[Data excerpts]:
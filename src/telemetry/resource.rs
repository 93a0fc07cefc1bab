//! Lifecycle of expensive telemetry resources
//!
//! Every resource family (sensor tree, disk idle counters, per-core counters,
//! trace session) starts `Uninitialized` and is only opened on first use.
//! Repeated failures disable it for good so retry cost never scales with the
//! tick rate.

use std::fmt;

use crate::error::{TelemetryError, TelemetryResult};

/// Consecutive read failures tolerated before a resource is disabled.
pub const DEFAULT_FAILURE_LIMIT: u32 = 5;

#[derive(Debug, Clone, Copy, PartialEq, Eq)]
pub enum ResourceState {
    Uninitialized,
    Opening,
    Ready,
    Degraded { failures: u32 },
    Disabled,
}

impl fmt::Display for ResourceState {
    fn fmt(&self, f: &mut fmt::Formatter<'_>) -> fmt::Result {
        match self {
            Self::Uninitialized => write!(f, "uninitialized"),
            Self::Opening => write!(f, "opening"),
            Self::Ready => write!(f, "ready"),
            Self::Degraded { failures } => write!(f, "degraded ({} failures)", failures),
            Self::Disabled => write!(f, "disabled"),
        }
    }
}

/// A source that must be opened before it can be read.
pub trait CounterSource: Send {
    type Reading;

    fn open(&mut self) -> TelemetryResult<()>;
    fn read(&mut self) -> TelemetryResult<Self::Reading>;
}

impl<S: CounterSource + ?Sized> CounterSource for Box<S> {
    type Reading = S::Reading;

    fn open(&mut self) -> TelemetryResult<()> {
        (**self).open()
    }

    fn read(&mut self) -> TelemetryResult<Self::Reading> {
        (**self).read()
    }
}

/// Wraps a source with lazy open and disable-on-repeated-failure.
pub struct ManagedResource<S> {
    name: &'static str,
    source: S,
    state: ResourceState,
    failures: u32,
    failure_limit: u32,
}

impl<S: CounterSource> ManagedResource<S> {
    pub fn new(name: &'static str, source: S) -> Self {
        Self::with_limit(name, source, DEFAULT_FAILURE_LIMIT)
    }

    pub fn with_limit(name: &'static str, source: S, failure_limit: u32) -> Self {
        Self {
            name,
            source,
            state: ResourceState::Uninitialized,
            failures: 0,
            failure_limit: failure_limit.max(1),
        }
    }

    pub fn state(&self) -> ResourceState {
        self.state
    }

    pub fn name(&self) -> &'static str {
        self.name
    }

    pub fn source(&self) -> &S {
        &self.source
    }

    pub fn is_disabled(&self) -> bool {
        self.state == ResourceState::Disabled
    }

    /// Read the resource, opening it on first use. Returns `None` when the
    /// resource is disabled or this read failed.
    pub fn read(&mut self) -> Option<S::Reading> {
        self.try_read().ok()
    }

    pub fn try_read(&mut self) -> TelemetryResult<S::Reading> {
        match self.state {
            ResourceState::Disabled => {
                return Err(TelemetryError::Disabled(self.name.to_string()));
            }
            ResourceState::Uninitialized => {
                self.state = ResourceState::Opening;
                if let Err(err) = self.source.open() {
                    self.record_failure(&err, true);
                    return Err(err);
                }
                tracing::info!(resource = self.name, "telemetry resource ready");
                self.state = ResourceState::Ready;
            }
            _ => {}
        }

        match self.source.read() {
            Ok(reading) => {
                if self.failures > 0 {
                    tracing::debug!(resource = self.name, failures = self.failures, "telemetry resource recovered");
                }
                self.failures = 0;
                self.state = ResourceState::Ready;
                Ok(reading)
            }
            Err(err) => {
                self.record_failure(&err, false);
                Err(err)
            }
        }
    }

    fn record_failure(&mut self, err: &TelemetryError, opening: bool) {
        if err.is_permanent() {
            tracing::info!(resource = self.name, error = %err, "telemetry resource unavailable");
            self.state = ResourceState::Disabled;
            return;
        }

        self.failures += 1;
        let failures = self.failures;
        if failures >= self.failure_limit {
            tracing::warn!(
                resource = self.name,
                failures,
                error = %err,
                "disabling telemetry resource after repeated failures"
            );
            self.state = ResourceState::Disabled;
        } else {
            tracing::debug!(resource = self.name, failures, error = %err, "telemetry read failed");
            self.state = if opening {
                // Next use retries the open.
                ResourceState::Uninitialized
            } else {
                ResourceState::Degraded { failures }
            };
        }
    }

    /// Give a disabled resource another chance (e.g. after elevation).
    pub fn reset(&mut self) {
        self.failures = 0;
        self.state = ResourceState::Uninitialized;
    }
}

#[cfg(test)]
mod tests {
    use super::*;

    struct Flaky {
        open_result: Option<fn() -> TelemetryError>,
        reads: Vec<TelemetryResult<u32>>,
        opens: u32,
    }

    impl CounterSource for Flaky {
        type Reading = u32;

        fn open(&mut self) -> TelemetryResult<()> {
            self.opens += 1;
            match self.open_result {
                Some(make) => Err(make()),
                None => Ok(()),
            }
        }

        fn read(&mut self) -> TelemetryResult<u32> {
            if self.reads.is_empty() {
                Ok(0)
            } else {
                self.reads.remove(0)
            }
        }
    }

    fn unavailable() -> TelemetryError {
        TelemetryError::Unavailable("rapl".into())
    }

    fn transient() -> TelemetryError {
        TelemetryError::parse("counter", "garbage")
    }

    #[test]
    fn test_lazy_open_then_ready() {
        let mut res = ManagedResource::new(
            "cpu",
            Flaky {
                open_result: None,
                reads: vec![Ok(7)],
                opens: 0,
            },
        );
        assert_eq!(res.state(), ResourceState::Uninitialized);
        assert_eq!(res.read(), Some(7));
        assert_eq!(res.state(), ResourceState::Ready);
        res.read();
        assert_eq!(res.source().opens, 1);
    }

    #[test]
    fn test_unavailable_source_is_disabled_immediately() {
        let mut res = ManagedResource::new(
            "rapl",
            Flaky {
                open_result: Some(unavailable as fn() -> TelemetryError),
                reads: vec![],
                opens: 0,
            },
        );
        assert_eq!(res.read(), None);
        assert_eq!(res.state(), ResourceState::Disabled);
        assert_eq!(res.read(), None);
        assert_eq!(res.source().opens, 1);
    }

    #[test]
    fn test_repeated_failures_disable() {
        let mut res = ManagedResource::with_limit(
            "diskstats",
            Flaky {
                open_result: None,
                reads: vec![Err(transient()), Err(transient()), Err(transient()), Ok(1)],
                opens: 0,
            },
            3,
        );
        assert_eq!(res.read(), None);
        assert_eq!(res.state(), ResourceState::Degraded { failures: 1 });
        assert_eq!(res.read(), None);
        assert_eq!(res.read(), None);
        assert_eq!(res.state(), ResourceState::Disabled);
        // The pending Ok(1) is never read once disabled.
        assert_eq!(res.read(), None);
    }

    #[test]
    fn test_recovery_resets_failure_count() {
        let mut res = ManagedResource::with_limit(
            "percore",
            Flaky {
                open_result: None,
                reads: vec![Err(transient()), Ok(3), Err(transient())],
                opens: 0,
            },
            2,
        );
        res.read();
        assert_eq!(res.read(), Some(3));
        assert_eq!(res.state(), ResourceState::Ready);
        res.read();
        assert_eq!(res.state(), ResourceState::Degraded { failures: 1 });
    }
}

[The problem]:
Restate the listing in full, word for word.

[Result of this exercise]:
filename src/telemetry/resource.rs
repository 93a0fc07cefc1bab
//! Lifecycle of expensive telemetry resources
//!
//! Every resource family (sensor tree, disk idle counters, per-core counters,
//! trace session) starts `Uninitialized` and is only opened on first use.
//! Repeated failures disable it for good so retry cost never scales with the
//! tick rate.

use std::fmt;

use crate::error::{TelemetryError, TelemetryResult};

/// Consecutive read failures tolerated before a resource is disabled.
pub const DEFAULT_FAILURE_LIMIT: u32 = 5;

#[derive(Debug, Clone, Copy, PartialEq, Eq)]
pub enum ResourceState {
    Uninitialized,
    Opening,
    Ready,
    Degraded { failures: u32 },
    Disabled,
}

impl fmt::Display for ResourceState {
    fn fmt(&self, f: &mut fmt::Formatter<'_>) -> fmt::Result {
        match self {
            Self::Uninitialized => write!(f, "uninitialized"),
            Self::Opening => write!(f, "opening"),
            Self::Ready => write!(f, "ready"),
            Self::Degraded { failures } => write!(f, "degraded ({} failures)", failures),
            Self::Disabled => write!(f, "disabled"),
        }
    }
}

/// A source that must be opened before it can be read.
pub trait CounterSource: Send {
    type Reading;

    fn open(&mut self) -> TelemetryResult<()>;
    fn read(&mut self) -> TelemetryResult<Self::Reading>;
}

impl<S: CounterSource + ?Sized> CounterSource for Box<S> {
    type Reading = S::Reading;

    fn open(&mut self) -> TelemetryResult<()> {
        (**self).open()
    }

    fn read(&mut self) -> TelemetryResult<Self::Reading> {
        (**self).read()
    }
}

/// Wraps a source with lazy open and disable-on-repeated-failure.
pub struct ManagedResource<S> {
    name: &'static str,
    source: S,
    state: ResourceState,
    failures: u32,
    failure_limit: u32,
}

impl<S: CounterSource> ManagedResource<S> {
    pub fn new(name: &'static str, source: S) -> Self {
        Self::with_limit(name, source, DEFAULT_FAILURE_LIMIT)
    }

    pub fn with_limit(name: &'static str, source: S, failure_limit: u32) -> Self {
        Self {
            name,
            source,
            state: ResourceState::Uninitialized,
            failures: 0,
            failure_limit: failure_limit.max(1),
        }
    }

    pub fn state(&self) -> ResourceState {
        self.state
    }

    pub fn name(&self) -> &'static str {
        self.name
    }

    pub fn source(&self) -> &S {
        &self.source
    }

    pub fn is_disabled(&self) -> bool {
        self.state == ResourceState::Disabled
    }

    /// Read the resource, opening it on first use. Returns `None` when the
    /// resource is disabled or this read failed.
    pub fn read(&mut self) -> Option<S::Reading> {
        self.try_read().ok()
    }

    pub fn try_read(&mut self) -> TelemetryResult<S::Reading> {
        match self.state {
            ResourceState::Disabled => {
                return Err(TelemetryError::Disabled(self.name.to_string()));
            }
            ResourceState::Uninitialized => {
                self.state = ResourceState::Opening;
                if let Err(err) = self.source.open() {
                    self.record_failure(&err, true);
                    return Err(err);
                }
                tracing::info!(resource = self.name, "telemetry resource ready");
                self.state = ResourceState::Ready;
            }
            _ => {}
        }

        match self.source.read() {
            Ok(reading) => {
                if self.failures > 0 {
                    tracing::debug!(resource = self.name, failures = self.failures, "telemetry resource recovered");
                }
                self.failures = 0;
                self.state = ResourceState::Ready;
                Ok(reading)
            }
            Err(err) => {
                self.record_failure(&err, false);
                Err(err)
            }
        }
    }

    fn record_failure(&mut self, err: &TelemetryError, opening: bool) {
        if err.is_permanent() {
            tracing::info!(resource = self.name, error = %err, "telemetry resource unavailable");
            self.state = ResourceState::Disabled;
            return;
        }

        self.failures += 1;
        let failures = self.failures;
        if failures >= self.failure_limit {
            tracing::warn!(
                resource = self.name,
                failures,
                error = %err,
                "disabling telemetry resource after repeated failures"
            );
            self.state = ResourceState::Disabled;
        } else {
            tracing::debug!(resource = self.name, failures, error = %err, "telemetry read failed");
            self.state = if opening {
                // Next use retries the open.
                ResourceState::Uninitialized
            } else {
                ResourceState::Degraded { failures }
            };
        }
    }

    /// Give a disabled resource another chance (e.g. after elevation).
    pub fn reset(&mut self) {
        self.failures = 0;
        self.state = ResourceState::Uninitialized;
    }
}

#[cfg(test)]
mod tests {
    use super::*;

    struct Flaky {
        open_result: Option<fn() -> TelemetryError>,
        reads: Vec<TelemetryResult<u32>>,
        opens: u32,
    }

    impl CounterSource for Flaky {
        type Reading = u32;

        fn open(&mut self) -> TelemetryResult<()> {
            self.opens += 1;
            match self.open_result {
                Some(make) => Err(make()),
                None => Ok(()),
            }
        }

        fn read(&mut self) -> TelemetryResult<u32> {
            if self.reads.is_empty() {
                Ok(0)
            } else {
                self.reads.remove(0)
            }
        }
    }

    fn unavailable() -> TelemetryError {
        TelemetryError::Unavailable("rapl".into())
    }

    fn transient() -> TelemetryError {
        TelemetryError::parse("counter", "garbage")
    }

    #[test]
    fn test_lazy_open_then_ready() {
        let mut res = ManagedResource::new(
            "cpu",
            Flaky {
                open_result: None,
                reads: vec![Ok(7)],
                opens: 0,
            },
        );
        assert_eq!(res.state(), ResourceState::Uninitialized);
        assert_eq!(res.read(), Some(7));
        assert_eq!(res.state(), ResourceState::Ready);
        res.read();
        assert_eq!(res.source().opens, 1);
    }

    #[test]
    fn test_unavailable_source_is_disabled_immediately() {
        let mut res = ManagedResource::new(
            "rapl",
            Flaky {
                open_result: Some(unavailable as fn() -> TelemetryError),
                reads: vec![],
                opens: 0,
            },
        );
        assert_eq!(res.read(), None);
        assert_eq!(res.state(), ResourceState::Disabled);
        assert_eq!(res.read(), None);
        assert_eq!(res.source().opens, 1);
    }

    #[test]
    fn test_repeated_failures_disable() {
        let mut res = ManagedResource::with_limit(
            "diskstats",
            Flaky {
                open_result: None,
                reads: vec![Err(transient()), Err(transient()), Err(transient()), Ok(1)],
                opens: 0,
            },
            3,
        );
        assert_eq!(res.read(), None);
        assert_eq!(res.state(), ResourceState::Degraded { failures: 1 });
        assert_eq!(res.read(), None);
        assert_eq!(res.read(), None);
        assert_eq!(res.state(), ResourceState::Disabled);
        // The pending Ok(1) is never read once disabled.
        assert_eq!(res.read(), None);
    }

    #[test]
    fn test_recovery_resets_failure_count() {
        let mut res = ManagedResource::with_limit(
            "percore",
            Flaky {
                open_result: None,
                reads: vec![Err(transient()), Ok(3), Err(transient())],
                opens: 0,
            },
            2,
        );
        res.read();
        assert_eq!(res.read(), Some(3));
        assert_eq!(res.state(), ResourceState::Ready);
        res.read();
        assert_eq!(res.state(), ResourceState::Degraded { failures: 1 });
    }
}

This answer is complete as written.